В свой черед Гаролд устраивал у себя в Мидоу-Билдинг завтраки, на которых я быстро обзавелся новым кругом друзей — многие из них были итонцами, и я уже упоминал, как они свели с ума и разрушили «Клуб святош».

Роберт Байрон был один из них. По восемнадцатилетнему Роберту с трудом можно было представить, что он предпримет опасные путешествия и с такой неистовой страстью окунется в изыскания. Тогда он был такой же островной натурой, как я («К черту заграницу!» — обычно кричал он, когда упоминали о путешествиях), только еще более невежественным. Эта невежественность была его своеобразным преимуществом, потому что побуждала с неослабевающим воодушевлением стремиться к открытиям даже давно известных фактов и мест. Помню его недоумение и досаду, когда он попытался выдать за свое путешествие, описанное в одной из моих любимых книг — «Фарос и Фариллон» Э. М. Форстера. «Ну откуда ты все это знаешь? Где ты это нашел? Кто тебе об этом рассказал?» В школе или в университете он мало чему научился и впоследствии был склонен думать, что преподаватели и доны в собственных интересах скрывали от него знания, которые он потом получил самостоятельно. Все, что ему пытались преподать — античных авторов и Шекспира, — он отбросил, как фальшь. В последующие годы он заявлял, что уважает Фаулеровский словарь «Современного общеупотребительного английского языка», но так и не научился писать изысканно и без ошибок. У него был талант на рассказ с острым, запутанным сюжетом, пикантный анекдот, легкий абсурд. Позже его интересы стали намного шире, но в Оксфорде он был совершеннейший клоун, притом очень хороший.

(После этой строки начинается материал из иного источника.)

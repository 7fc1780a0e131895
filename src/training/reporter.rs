//! Human-readable epoch report
//!
//! The layout is consumed by existing log scrapers and must stay stable.

use std::fmt::Write;

use super::metrics::EpochSummary;

/// Printed right before an epoch-end checkpoint is written
pub const SAVE_NOTICE: &str = "**** SAVING CHECKPOINT AT END OF EPOCH ****";

/// Formats epoch summaries
pub struct EpochReporter;

impl EpochReporter {
    /// Render the banner, one block per scored pair and the trailing average.
    ///
    /// Only these lines are emitted, whatever the summary holds.
    pub fn render(summary: &EpochSummary) -> String {
        let mut out = String::new();

        // writing into a String cannot fail
        let _ = writeln!(
            out,
            "========================== EPOCH {}  ==========================",
            summary.epoch
        );

        for score in &summary.scores {
            let _ = writeln!(out, "**** INCEPTION DISTANCE: {} ****", score.distance);
            let _ = writeln!(out, "Discriminator loss: {}", score.losses.discriminator_loss);
            let _ = writeln!(out, "Generator loss: {}", score.losses.generator_loss);
        }

        // evaluation errors go to the log, never into this text
        match summary.average_fid {
            Some(avg) => {
                let _ = writeln!(out, "Average FID for Epoch: {avg}");
            }
            None => {
                let _ = writeln!(out, "Average FID for Epoch: unavailable");
            }
        }

        out
    }
}
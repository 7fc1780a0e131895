//! Training metrics for monitoring GAN progress
//!
//! Provides structures for tracking and logging training progress.

use std::path::Path;

use serde::{Deserialize, Serialize};

use crate::error::Result;

/// Losses of one training step
#[derive(Debug, Clone, Copy, Default, PartialEq, Serialize, Deserialize)]
pub struct LossRecord {
    pub discriminator_loss: f64,
    pub generator_loss: f64,
}

/// One scored evaluation pair with the losses of its representative step
#[derive(Debug, Clone, PartialEq, Serialize, Deserialize)]
pub struct PairScore {
    pub pair: usize,
    pub distance: f64,
    pub losses: LossRecord,
}

/// Finalized metrics of one epoch
#[derive(Debug, Clone, PartialEq, Serialize, Deserialize)]
pub struct EpochSummary {
    /// Zero-based index of the epoch
    pub epoch: usize,
    pub scores: Vec<PairScore>,
    pub steps: usize,
    pub mean_losses: LossRecord,
    /// `None` when no pair could be scored
    pub average_fid: Option<f64>,
    /// Set when evaluation was skipped for this epoch
    pub evaluation_error: Option<String>,
}

impl EpochSummary {
    /// The distance of every scored pair, in pair order
    pub fn distance_scores(&self) -> Vec<f64> {
        self.scores.iter().map(|s| s.distance).collect()
    }
}

/// Running aggregation of an epoch in progress
#[derive(Debug, Clone)]
pub struct EpochAccumulator {
    epoch: usize,
    records: Vec<LossRecord>,
}

impl EpochAccumulator {
    pub fn new(epoch: usize) -> Self {
        Self {
            epoch,
            records: Vec::new(),
        }
    }

    pub fn push(&mut self, record: LossRecord) {
        self.records.push(record);
    }

    /// Steps recorded so far
    pub fn len(&self) -> usize {
        self.records.len()
    }

    pub fn is_empty(&self) -> bool {
        self.records.is_empty()
    }

    /// Losses of the step standing in for evaluation pair `pair` of `pairs`.
    ///
    /// Pairs are spread evenly over the epoch: pair `i` maps to step
    /// `i * steps / pairs`.
    pub fn representative(&self, pair: usize, pairs: usize) -> LossRecord {
        if pairs == 0 {
            return LossRecord::default();
        }
        self.records
            .get(pair * self.records.len() / pairs)
            .copied()
            .unwrap_or_default()
    }

    /// Mean of every recorded step
    pub fn mean(&self) -> LossRecord {
        if self.records.is_empty() {
            return LossRecord::default();
        }
        let n = self.records.len() as f64;
        LossRecord {
            discriminator_loss: self.records.iter().map(|r| r.discriminator_loss).sum::<f64>() / n,
            generator_loss: self.records.iter().map(|r| r.generator_loss).sum::<f64>() / n,
        }
    }

    /// Close the epoch with the evaluation outcome
    pub fn finish(self, scores: Vec<PairScore>, evaluation_error: Option<String>) -> EpochSummary {
        let average_fid = if scores.is_empty() {
            None
        } else {
            Some(scores.iter().map(|s| s.distance).sum::<f64>() / scores.len() as f64)
        };

        EpochSummary {
            epoch: self.epoch,
            steps: self.records.len(),
            mean_losses: self.mean(),
            scores,
            average_fid,
            evaluation_error,
        }
    }
}

/// One row of `metrics.csv`
#[derive(Debug, Clone, PartialEq, Serialize, Deserialize)]
pub struct HistoryRow {
    pub epoch: usize,
    pub discriminator_loss: f64,
    pub generator_loss: f64,
    pub average_fid: Option<f64>,
}

/// Per-epoch history carried across checkpoints
#[derive(Debug, Clone, Default, PartialEq)]
pub struct TrainingHistory {
    rows: Vec<HistoryRow>,
}

impl TrainingHistory {
    /// Create new empty history
    pub fn new() -> Self {
        Self::default()
    }

    /// Record epoch metrics
    pub fn record(&mut self, summary: &EpochSummary) {
        self.rows.push(HistoryRow {
            epoch: summary.epoch,
            discriminator_loss: summary.mean_losses.discriminator_loss,
            generator_loss: summary.mean_losses.generator_loss,
            average_fid: summary.average_fid,
        });
    }

    pub fn rows(&self) -> &[HistoryRow] {
        &self.rows
    }

    /// Get number of recorded epochs
    pub fn num_epochs(&self) -> usize {
        self.rows.len()
    }

    pub fn latest(&self) -> Option<&HistoryRow> {
        self.rows.last()
    }

    /// Best (lowest) average FID recorded so far
    pub fn best_fid(&self) -> Option<f64> {
        self.rows
            .iter()
            .filter_map(|r| r.average_fid)
            .min_by(|a, b| a.total_cmp(b))
    }

    /// Check if training appears to have collapsed
    ///
    /// Mode collapse indicators:
    /// - Discriminator loss very low (can easily distinguish)
    /// - Generator loss very high (can't fool discriminator)
    pub fn check_mode_collapse(&self, window: usize) -> bool {
        if window == 0 || self.rows.len() < window {
            return false;
        }

        let recent = &self.rows[self.rows.len() - window..];
        let disc_ma = recent.iter().map(|r| r.discriminator_loss).sum::<f64>() / window as f64;
        let gen_ma = recent.iter().map(|r| r.generator_loss).sum::<f64>() / window as f64;

        // Heuristic thresholds for mode collapse detection
        disc_ma < 0.1 && gen_ma > 5.0
    }

    /// Save history to CSV file
    pub fn save_csv(&self, path: impl AsRef<Path>) -> Result<()> {
        let mut writer = csv::Writer::from_path(path)?;
        for row in &self.rows {
            writer.serialize(row)?;
        }
        writer.flush()?;
        Ok(())
    }

    /// Load history from CSV file
    pub fn load_csv(path: impl AsRef<Path>) -> Result<Self> {
        let mut reader = csv::Reader::from_path(path)?;
        let rows = reader
            .deserialize()
            .collect::<std::result::Result<Vec<HistoryRow>, _>>()?;
        Ok(Self { rows })
    }
}

/// Exponential moving average tracker
#[derive(Debug)]
pub struct EMATracker {
    value: f64,
    alpha: f64,
    initialized: bool,
}

impl EMATracker {
    /// Create new EMA tracker
    ///
    /// # Arguments
    ///
    /// * `alpha` - Smoothing factor (0 < alpha <= 1). Higher = more weight on recent
    pub fn new(alpha: f64) -> Self {
        Self {
            value: 0.0,
            alpha: alpha.clamp(0.001, 1.0),
            initialized: false,
        }
    }

    /// Update with new value
    pub fn update(&mut self, new_value: f64) {
        if !self.initialized {
            self.value = new_value;
            self.initialized = true;
        } else {
            self.value = self.alpha * new_value + (1.0 - self.alpha) * self.value;
        }
    }

    /// Get current EMA value
    pub fn value(&self) -> f64 {
        self.value
    }
}

#[cfg(test)]
mod tests {
    use super::*;
    use tempfile::TempDir;

    fn record(d: f64, g: f64) -> LossRecord {
        LossRecord {
            discriminator_loss: d,
            generator_loss: g,
        }
    }

    fn pair(pair: usize, distance: f64) -> PairScore {
        PairScore {
            pair,
            distance,
            losses: LossRecord::default(),
        }
    }

    #[test]
    fn test_accumulator_summary() {
        let mut acc = EpochAccumulator::new(2);
        for i in 0..8 {
            acc.push(record(i as f64, 10.0 + i as f64));
        }

        assert_eq!(acc.representative(0, 2), record(0.0, 10.0));
        assert_eq!(acc.representative(1, 2), record(4.0, 14.0));

        let summary = acc.finish(vec![pair(0, 3.0), pair(1, 5.0)], None);
        assert_eq!(summary.epoch, 2);
        assert_eq!(summary.steps, 8);
        assert_eq!(summary.mean_losses, record(3.5, 13.5));
        assert_eq!(summary.average_fid, Some(4.0));
        assert_eq!(summary.distance_scores(), vec![3.0, 5.0]);
    }

    #[test]
    fn test_no_scores_means_no_average() {
        let summary = EpochAccumulator::new(0).finish(Vec::new(), Some("boom".into()));
        assert_eq!(summary.average_fid, None);
        assert_eq!(summary.steps, 0);
        assert_eq!(summary.mean_losses, LossRecord::default());
    }

    #[test]
    fn test_history_csv_roundtrip() {
        let dir = TempDir::new().unwrap();
        let path = dir.path().join("metrics.csv");

        let mut history = TrainingHistory::new();
        let mut acc = EpochAccumulator::new(0);
        acc.push(record(0.7, 1.2));
        history.record(&acc.finish(vec![pair(0, 42.5)], None));
        history.record(&EpochAccumulator::new(1).finish(Vec::new(), None));

        history.save_csv(&path).unwrap();
        let loaded = TrainingHistory::load_csv(&path).unwrap();

        assert_eq!(loaded, history);
        assert_eq!(loaded.rows()[1].average_fid, None);
        assert_eq!(loaded.best_fid(), Some(42.5));
    }

    #[test]
    fn test_mode_collapse_detection() {
        let mut history = TrainingHistory::new();
        for epoch in 0..3 {
            let mut acc = EpochAccumulator::new(epoch);
            acc.push(record(0.01, 8.0));
            history.record(&acc.finish(Vec::new(), None));
        }
        assert!(history.check_mode_collapse(3));
        assert!(!history.check_mode_collapse(4));
    }

    #[test]
    fn test_ema_tracker() {
        let mut ema = EMATracker::new(0.5);

        ema.update(10.0);
        assert_eq!(ema.value(), 10.0);

        ema.update(20.0);
        assert_eq!(ema.value(), 15.0); // 0.5 * 20 + 0.5 * 10
    }
}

Он был низкорослый, толстый и тягостно, до неприличия некрасивый. Лицо желтое. Он имел явное сходство с королевой Викторией в пору ее пятидесятилетнего юбилея и часто этим пользовался на маскарадах. Он боролся со своей непривлекательностью, как другие до него, тем, что доводил ее до гротеска. Любил надеть яркий костюм, охотничью шляпу, желтые перчатки, пенсне в роговой оправе и вдобавок говорить с простонародным акцентом. Смотрел злобно, вопил и огрызался, впадал в ярость, иногда настоящую, иногда наигранную — понять было нелегко. Каждый раз, как он появлялся, что-то происходило: то он падал на улице, симулируя припадок эпилепсии, то вопил прохожим с заднего сиденья машины, что его похитили. Он почти во всем был полной противоположностью элегантному и учтивому Гаролду. Гаролд был богат и известен в интернациональной среде высшего света; Роберт — беден и полон решимости — Бог свидетель! — не поступаясь достоинством, но пробиться в мир власти и моды; и это ему удалось. Гаролд всю жизнь провел среди произведений искусства; Роберту они были в диковинку, и когда он видел что-нибудь стоящее, то буквально был вне себя или от восторга, или от возмущения. Или: «Почему же об этом никто не знает?» (тогда как любой, кому это было интересно, все прекрасно знал), или «Хлам! Мерзость! Мусор!» (и это о многих признанных шедеврах). Гаролд от вина иногда приходил в легкомысленное настроение. Роберт, подвыпив, тупел, становился агрессивен, задолго до наступления вечера засыпал, представляя собой непривлекательное зрелище. За все это его очень любили и, больше того, восхищались им. Мне он нравился, и до конца беспокойных 30-х, когда его произвольные суждения стали, на мой взгляд, окончательно невыносимыми, я получал большое удовольствие, находясь в его компании.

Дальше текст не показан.